Of course, implementation requires more than just material selection. Film thickness, heat-seal strength, and dissolution temperature all need calibration for the specific product format. This is where Proudly's engineering support becomes relevant. The company works directly with manufacturers and brand teams to match material specifications to production equipment and end-use requirements.
Sustainable packaging in the feminine hygiene category is no longer an emerging trend—it's a market expectation that is moving into regulatory mandates. Brands that act now secure the lead time to test, validate, and scale these materials before compliance deadlines arrive.
The shift doesn't require a wholesale product redesign. In many cases, existing pad structures and production lines can accommodate biodegradable or water-soluble wrapper formats with targeted material substitutions. That's the opportunity Proudly positions itself to support: a technically grounded partner that understands the specific demands of feminine hygiene packaging and has the manufacturing scale to deliver at volume.

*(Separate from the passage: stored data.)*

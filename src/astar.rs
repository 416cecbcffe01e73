use fxhash::FxBuildHasher;
/// This module implements the best-first search skeleton shared by the grid
/// pathfinder and the sliding-puzzle solver, a variant of
/// [pathfinding's astar function](https://docs.rs/pathfinding/latest/pathfinding/directed/astar/index.html)
/// over an implicit graph given by a successor function.
use indexmap::map::Entry::{Occupied, Vacant};
use indexmap::IndexMap;
use num_traits::Zero;

type FxIndexMap<K, V> = IndexMap<K, V, FxBuildHasher>;

use log::warn;
use std::cmp::Ordering;
use std::collections::BinaryHeap;

use std::hash::Hash;

struct SmallestCostHolder<K> {
    estimated_cost: K,
    cost: K,
    index: usize,
}

impl<K: PartialEq> Eq for SmallestCostHolder<K> {}

impl<K: PartialEq> PartialEq for SmallestCostHolder<K> {
    fn eq(&self, other: &Self) -> bool {
        self.estimated_cost.eq(&other.estimated_cost) && self.cost.eq(&other.cost)
    }
}

impl<K: Ord> PartialOrd for SmallestCostHolder<K> {
    fn partial_cmp(&self, other: &Self) -> Option<Ordering> {
        Some(self.cmp(other))
    }
}

impl<K: Ord> Ord for SmallestCostHolder<K> {
    fn cmp(&self, other: &Self) -> Ordering {
        // First orders per estimated cost, then creates subordering based on
        // cost-so-far, so that among equal estimates the deeper node is
        // popped first. Insertion order settles any remaining ties, making
        // the returned path deterministic for a given successor order.
        match other.estimated_cost.cmp(&self.estimated_cost) {
            Ordering::Equal => self.cost.cmp(&other.cost),
            s => s,
        }
    }
}

fn reverse_path<N, V, F>(parents: &FxIndexMap<N, V>, mut parent: F, start: usize) -> Vec<N>
where
    N: Eq + Hash + Clone,
    F: FnMut(&V) -> usize,
{
    let mut path: Vec<N> = itertools::unfold(start, |i| {
        parents.get_index(*i).map(|(node, value)| {
            *i = parent(value);
            node.clone()
        })
    })
    .collect();
    path.reverse();
    path
}

/// A* over the implicit graph rooted at `start`. Expands nodes in order of
/// cost-so-far plus heuristic and relaxes a queued node whenever a strictly
/// cheaper way to reach it is found, re-pushing it and discarding the stale
/// heap entry on pop. With an admissible heuristic the returned path is
/// cost-optimal.
pub fn astar_search<N, C, FN, IN, FH, FS>(
    start: &N,
    mut successors: FN,
    mut heuristic: FH,
    mut success: FS,
) -> Option<(Vec<N>, C)>
where
    N: Eq + Hash + Clone,
    C: Zero + Ord + Copy,
    FN: FnMut(&N) -> IN,
    IN: IntoIterator<Item = (N, C)>,
    FH: FnMut(&N) -> C,
    FS: FnMut(&N) -> bool,
{
    let mut to_see = BinaryHeap::new();
    to_see.push(SmallestCostHolder {
        estimated_cost: Zero::zero(),
        cost: Zero::zero(),
        index: 0,
    });
    let mut parents: FxIndexMap<N, (usize, C)> = FxIndexMap::default();
    parents.insert(start.clone(), (usize::MAX, Zero::zero()));
    while let Some(SmallestCostHolder { cost, index, .. }) = to_see.pop() {
        let successors = {
            let (node, &(_, c)) = parents.get_index(index).unwrap();
            if success(node) {
                let path = reverse_path(&parents, |&(p, _)| p, index);
                return Some((path, cost));
            }
            // We may have inserted a node several time into the binary heap if we found
            // a better way to access it. Ensure that we are currently dealing with the
            // best path and discard the others.
            if cost > c {
                continue;
            }
            successors(node)
        };
        for (successor, move_cost) in successors {
            let new_cost = cost + move_cost;
            let h; // heuristic(&successor)
            let n; // index for successor
            match parents.entry(successor) {
                Vacant(e) => {
                    h = heuristic(e.key());
                    n = e.index();
                    e.insert((index, new_cost));
                }
                Occupied(mut e) => {
                    if e.get().1 > new_cost {
                        h = heuristic(e.key());
                        n = e.index();
                        e.insert((index, new_cost));
                    } else {
                        continue;
                    }
                }
            }

            to_see.push(SmallestCostHolder {
                estimated_cost: new_cost + h,
                cost: new_cost,
                index: n,
            });
        }
    }
    warn!("Search space exhausted without reaching a goal state");
    None
}
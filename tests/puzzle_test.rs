//! Checks the sliding-puzzle engine against a brute-force BFS over the full
//! 3x3 state graph, which is small enough (9!/2 reachable states) to
//! enumerate as ground truth.
use arcade_search::sliding_puzzle::{generate_solvable, scramble, solve, TileState};
use itertools::Itertools;
use rand::prelude::*;
use std::collections::{HashMap, VecDeque};

/// BFS from the solved state over legal blank moves. Distances double as a
/// reachability set and as optimal move counts, since blank moves are
/// self-inverse.
fn bfs_distances() -> HashMap<TileState, usize> {
    let mut distances = HashMap::new();
    let mut queue = VecDeque::new();
    distances.insert(TileState::solved(), 0);
    queue.push_back(TileState::solved());
    while let Some(state) = queue.pop_front() {
        let depth = distances[&state];
        for index in 0..9 {
            if let Some(next) = state.slide(index) {
                if !distances.contains_key(&next) {
                    distances.insert(next, depth + 1);
                    queue.push_back(next);
                }
            }
        }
    }
    distances
}

fn assert_legal_solution(initial: &TileState, path: &[TileState]) {
    assert_eq!(path.first(), Some(initial));
    assert!(path.last().unwrap().is_solved());
    for pair in path.windows(2) {
        // Consecutive states must differ by one legal blank swap.
        let moved: Vec<usize> = (0..9)
            .filter(|&i| pair[0].cells()[i] != pair[1].cells()[i])
            .collect();
        assert_eq!(moved.len(), 2);
        let slid = moved
            .iter()
            .find(|&&i| pair[0].cells()[i] != 0)
            .copied()
            .unwrap();
        assert_eq!(pair[0].slide(slid), Some(pair[1]));
    }
}

#[test]
fn parity_matches_exhaustive_reachability() {
    let reachable = bfs_distances();
    assert_eq!(reachable.len(), 181440); // 9! / 2
    let mut checked = 0;
    for perm in (0..9u8).permutations(9) {
        let cells: [u8; 9] = perm.try_into().unwrap();
        let state = TileState::new(cells).unwrap();
        assert_eq!(state.is_solvable(), reachable.contains_key(&state));
        checked += 1;
    }
    assert_eq!(checked, 362880); // 9!
}

#[test]
fn solve_is_optimal_on_scrambles() {
    let distances = bfs_distances();
    let mut rng = StdRng::seed_from_u64(0);
    for _ in 0..200 {
        let depth = rng.gen_range(0..=20);
        let initial = scramble(depth, &mut rng);
        let path = solve(&initial).unwrap();
        assert_legal_solution(&initial, &path);
        assert_eq!(path.len() - 1, distances[&initial]);
    }
}

#[test]
fn solve_rejects_odd_parity() {
    let unsolvable = TileState::new([1, 2, 3, 4, 5, 6, 8, 7, 0]).unwrap();
    assert!(!unsolvable.is_solvable());
    assert_eq!(solve(&unsolvable), None);
}

#[test]
fn one_move_from_solved() {
    let initial = TileState::new([1, 2, 3, 4, 5, 6, 7, 0, 8]).unwrap();
    let path = solve(&initial).unwrap();
    assert_eq!(path, vec![initial, TileState::solved()]);
}

#[test]
fn generated_scrambles_are_solvable() {
    let mut rng = StdRng::seed_from_u64(3);
    for _ in 0..500 {
        let state = generate_solvable(&mut rng);
        assert!(state.is_solvable());
        let path = solve(&state).unwrap();
        assert_legal_solution(&state, &path);
        // A 5-move scramble is never more than 5 optimal moves out.
        assert!(path.len() - 1 <= 5);
    }
}
use arcade_search::sliding_puzzle::{generate_solvable, solve};
use rand::prelude::*;

// Scrambles the 3x3 puzzle and prints the optimal solution sequence.
fn main() {
    let mut rng = StdRng::seed_from_u64(42);
    let initial = generate_solvable(&mut rng);
    println!("Scrambled arrangement:\n{}", initial);
    let path = solve(&initial).expect("generated scrambles are solvable");
    println!("Solved in {} moves:", path.len() - 1);
    for state in path {
        println!("{}", state);
    }
}
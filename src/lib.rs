//! # arcade_search
//!
//! The search core behind a pair of puzzle games: an agent fetching food
//! across a walled grid and a 3x3 sliding-tile puzzle. Both engines run the
//! same best-first (A*) skeleton over an implicit graph; the grid side uses
//! the [Manhattan distance](https://en.wikipedia.org/wiki/Taxicab_geometry)
//! heuristic on 4-connected moves, the puzzle side counts misplaced tiles.
//! Pre-computes
//! [connected components](https://en.wikipedia.org/wiki/Component_(graph_theory))
//! to avoid flood-filling behaviour if no path exists.
//!
//! Searches are synchronous and run to completion; a returned path is a
//! plain value a caller can replay one step at a time without calling back
//! into the engine.
mod astar;
pub mod sliding_puzzle;

use grid_util::grid::{BoolGrid, Grid};
use grid_util::point::Point;
use log::info;
use petgraph::unionfind::UnionFind;
use rand::Rng;

use crate::astar::astar_search;
use core::fmt;

/// Fixed agent start cell used by [random_arena](PathingGrid::random_arena);
/// wall placement never covers it.
pub fn arena_start() -> Point {
    Point::new(1, 1)
}

/// Rejected input to [find_path](PathingGrid::find_path). Distinct from the
/// "no path" outcome, which is a valid answer rather than a caller error.
#[derive(Clone, Debug, PartialEq, Eq)]
pub enum GridError {
    /// Start or goal lies outside the grid.
    OutOfBounds(Point),
}

impl fmt::Display for GridError {
    fn fmt(&self, f: &mut fmt::Formatter) -> fmt::Result {
        match self {
            GridError::OutOfBounds(p) => write!(f, "point {} lies outside the grid", p),
        }
    }
}

impl std::error::Error for GridError {}

/// [PathingGrid] maintains information about components using a [UnionFind] structure in addition to the raw
/// [bool] grid values in the [BoolGrid] that determine whether a space is occupied ([true]) or
/// empty ([false]). Components are joined by 4-connected (orthogonal) adjacency, matching the
/// moves the pathfinder generates. Implements [Grid] by building on [BoolGrid].
#[derive(Clone, Debug)]
pub struct PathingGrid {
    pub grid: BoolGrid,
    pub components: UnionFind<usize>,
    pub components_dirty: bool,
}

impl Default for PathingGrid {
    fn default() -> PathingGrid {
        PathingGrid {
            grid: BoolGrid::default(),
            components: UnionFind::new(0),
            components_dirty: false,
        }
    }
}

fn manhattan_distance(a: &Point, b: &Point) -> i32 {
    (a.x - b.x).abs() + (a.y - b.y).abs()
}

impl PathingGrid {
    fn get_neighbours(&self, point: Point) -> Vec<Point> {
        neumann_neighborhood(&point)
            .into_iter()
            .filter(|p| self.can_move_to(*p))
            .collect::<Vec<Point>>()
    }
    fn can_move_to(&self, pos: Point) -> bool {
        self.in_bounds(pos.x, pos.y) && !self.grid.get(pos.x as usize, pos.y as usize)
    }
    fn in_bounds(&self, x: i32, y: i32) -> bool {
        x >= 0 && y >= 0 && self.grid.index_in_bounds(x as usize, y as usize)
    }
    fn pathfinding_neighborhood(&self, pos: &Point) -> Vec<(Point, i32)> {
        neumann_neighborhood(pos)
            .into_iter()
            .filter(|&position| self.can_move_to(position))
            .map(|p| (p, 1))
            .collect::<Vec<_>>()
    }
    fn get_ix_point(&self, point: &Point) -> usize {
        self.grid.get_ix(point.x as usize, point.y as usize)
    }
    /// Retrieves the component id a given [Point] belongs to.
    pub fn get_component(&self, point: &Point) -> usize {
        self.components.find(self.get_ix_point(point))
    }
    /// Checks if start and goal are on the same component.
    pub fn unreachable(&self, start: &Point, goal: &Point) -> bool {
        if self.in_bounds(start.x, start.y) && self.in_bounds(goal.x, goal.y) {
            let start_ix = self.get_ix_point(start);
            let goal_ix = self.get_ix_point(goal);
            if self.components.equiv(start_ix, goal_ix) {
                false
            } else {
                info!("{} and {} are not equivalent components", start_ix, goal_ix);
                true
            }
        } else {
            true
        }
    }
    /// Computes a shortest path from start to goal over the unblocked cells,
    /// moving orthogonally one cell at a time. The unit-cost Manhattan
    /// heuristic is admissible here, so a returned path has minimal length.
    /// Among equally short paths the choice is deterministic: equal
    /// estimates are broken in favor of the node with the larger cost-so-far
    /// and then by frontier insertion order.
    ///
    /// Returns [Err] when start or goal is out of bounds, [Ok]\([None]) when
    /// the goal is blocked or disconnected from start and [Ok]\([Some])
    /// with the full path, start and goal inclusive, otherwise. Assumes
    /// components are up to date (see [update](Self::update)).
    pub fn find_path(&self, start: Point, goal: Point) -> Result<Option<Vec<Point>>, GridError> {
        for p in [start, goal] {
            if !self.in_bounds(p.x, p.y) {
                return Err(GridError::OutOfBounds(p));
            }
        }
        if !self.can_move_to(goal) {
            info!("Goal {} is blocked", goal);
            return Ok(None);
        }
        if self.unreachable(&start, &goal) {
            info!("{} is not reachable from {}", goal, start);
            return Ok(None);
        }
        info!("{} is reachable from {}, computing path", goal, start);
        let result = astar_search(
            &start,
            |node| self.pathfinding_neighborhood(node),
            |point| manhattan_distance(point, &goal),
            |node_pos| *node_pos == goal,
        );
        Ok(result.map(|(v, _c)| v))
    }
    /// Generates a bordered n x n arena with `interior_walls` randomly placed
    /// wall cells, the map shape used by the grid game. Border cells are
    /// always blocked; wall placement never covers the fixed [arena_start]
    /// cell. Placements may repeat, so the number of distinct interior walls
    /// is at most `interior_walls`. Components are generated before
    /// returning.
    pub fn random_arena<R: Rng>(n: usize, interior_walls: usize, rng: &mut R) -> PathingGrid {
        debug_assert!(n >= 3);
        let mut arena = PathingGrid::new(n, n, false);
        for i in 0..n {
            arena.set(i, 0, true);
            arena.set(i, n - 1, true);
            arena.set(0, i, true);
            arena.set(n - 1, i, true);
        }
        let start = arena_start();
        for _ in 0..interior_walls {
            let x = rng.gen_range(1..n - 1);
            let y = rng.gen_range(1..n - 1);
            if Point::new(x as i32, y as i32) != start {
                arena.set(x, y, true);
            }
        }
        arena.generate_components();
        arena
    }
    /// Regenerates the components if they are marked as dirty.
    pub fn update(&mut self) {
        if self.components_dirty {
            info!("Components are dirty: regenerating components");
            self.generate_components();
        }
    }
    /// Generates a new [UnionFind] structure and links up orthogonal grid neighbours to the same components.
    pub fn generate_components(&mut self) {
        info!("Generating connected components");
        let w = self.grid.width;
        let h = self.grid.height;
        self.components = UnionFind::new(w * h);
        self.components_dirty = false;
        for x in 0..w {
            for y in 0..h {
                if !self.grid.get(x, y) {
                    let parent_ix = self.grid.get_ix(x, y);
                    let point = Point::new(x as i32, y as i32);
                    let neighbours = [
                        Point::new(point.x, point.y + 1),
                        Point::new(point.x + 1, point.y),
                    ]
                    .into_iter()
                    .filter(|p| self.grid.point_in_bounds(*p) && !self.grid.get_point(*p))
                    .map(|p| self.grid.get_ix(p.x as usize, p.y as usize))
                    .collect::<Vec<usize>>();
                    for ix in neighbours {
                        self.components.union(parent_ix, ix);
                    }
                }
            }
        }
    }
}

/// The four orthogonally adjacent cells, in-bounds or not.
fn neumann_neighborhood(pos: &Point) -> [Point; 4] {
    [
        Point::new(pos.x, pos.y + 1),
        Point::new(pos.x + 1, pos.y),
        Point::new(pos.x, pos.y - 1),
        Point::new(pos.x - 1, pos.y),
    ]
}

impl fmt::Display for PathingGrid {
    fn fmt(&self, f: &mut fmt::Formatter) -> fmt::Result {
        writeln!(f, "Grid:")?;
        for y in 0..self.grid.height {
            let values = (0..self.grid.width)
                .map(|x| self.grid.get(x, y) as i32)
                .collect::<Vec<i32>>();
            writeln!(f, "{:?}", values)?;
        }
        Ok(())
    }
}

impl Grid<bool> for PathingGrid {
    fn new(width: usize, height: usize, default_value: bool) -> Self {
        PathingGrid {
            grid: BoolGrid::new(width, height, default_value),
            components: UnionFind::new(width * height),
            components_dirty: false,
        }
    }
    fn get(&self, x: usize, y: usize) -> bool {
        self.grid.get(x, y)
    }
    /// Updates a position on the grid. Joins newly connected components and flags the components
    /// as dirty if components are (potentially) broken apart into multiple.
    fn set(&mut self, x: usize, y: usize, blocked: bool) {
        let p = Point::new(x as i32, y as i32);
        if self.grid.get(x, y) != blocked && blocked {
            self.components_dirty = true;
        } else {
            for p in self.get_neighbours(p) {
                self.components.union(
                    self.grid.get_ix(x, y),
                    self.grid.get_ix(p.x as usize, p.y as usize),
                );
            }
        }
        self.grid.set(x, y, blocked);
    }
    fn width(&self) -> usize {
        self.grid.width()
    }
    fn height(&self) -> usize {
        self.grid.height()
    }
}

For any brand evaluating its packaging roadmap, the combination of material safety, biodegradability performance, and customization capability makes Proudly a partner worth exploring. Reach out to the Proudly team directly at proudly@proudly.com.cn or visit proudly.com.cn to review product specifications and request a quotation.
The most common materials are PVOH (polyvinyl alcohol), PLA (polylactic acid), PBAT, and kraft paper. PVOH-based films stand out because they are both water-soluble and biodegradable, making them suitable for flushable and compostable applications.
A genuine PVOH-based flushable pouch dissolves in water without fragmenting into microplastics or blocking pipes. It breaks down biologically in sewage water conditions. Products that only fragment rather than dissolve are not considered truly flushable.
This depends on the material. PLA-based films typically require industrial composting facilities at elevated temperatures. PVOH films dissolve in water and biodegrade in both composting and sewage conditions, making them more practical for everyday disposal.
Customization covers film thickness, dissolution temperature, sealing method, and print finish. Manufacturers like Proudly work with brand teams to align material specifications to production line equipment and product requirements before finalizing any format.
Regulatory frameworks in the EU, and increasingly in Asia-Pacific markets, are restricting single-use plastics. Early adoption allows brands to run material trials, adjust production processes, and build consumer communication around the switch—before compliance becomes mandatory.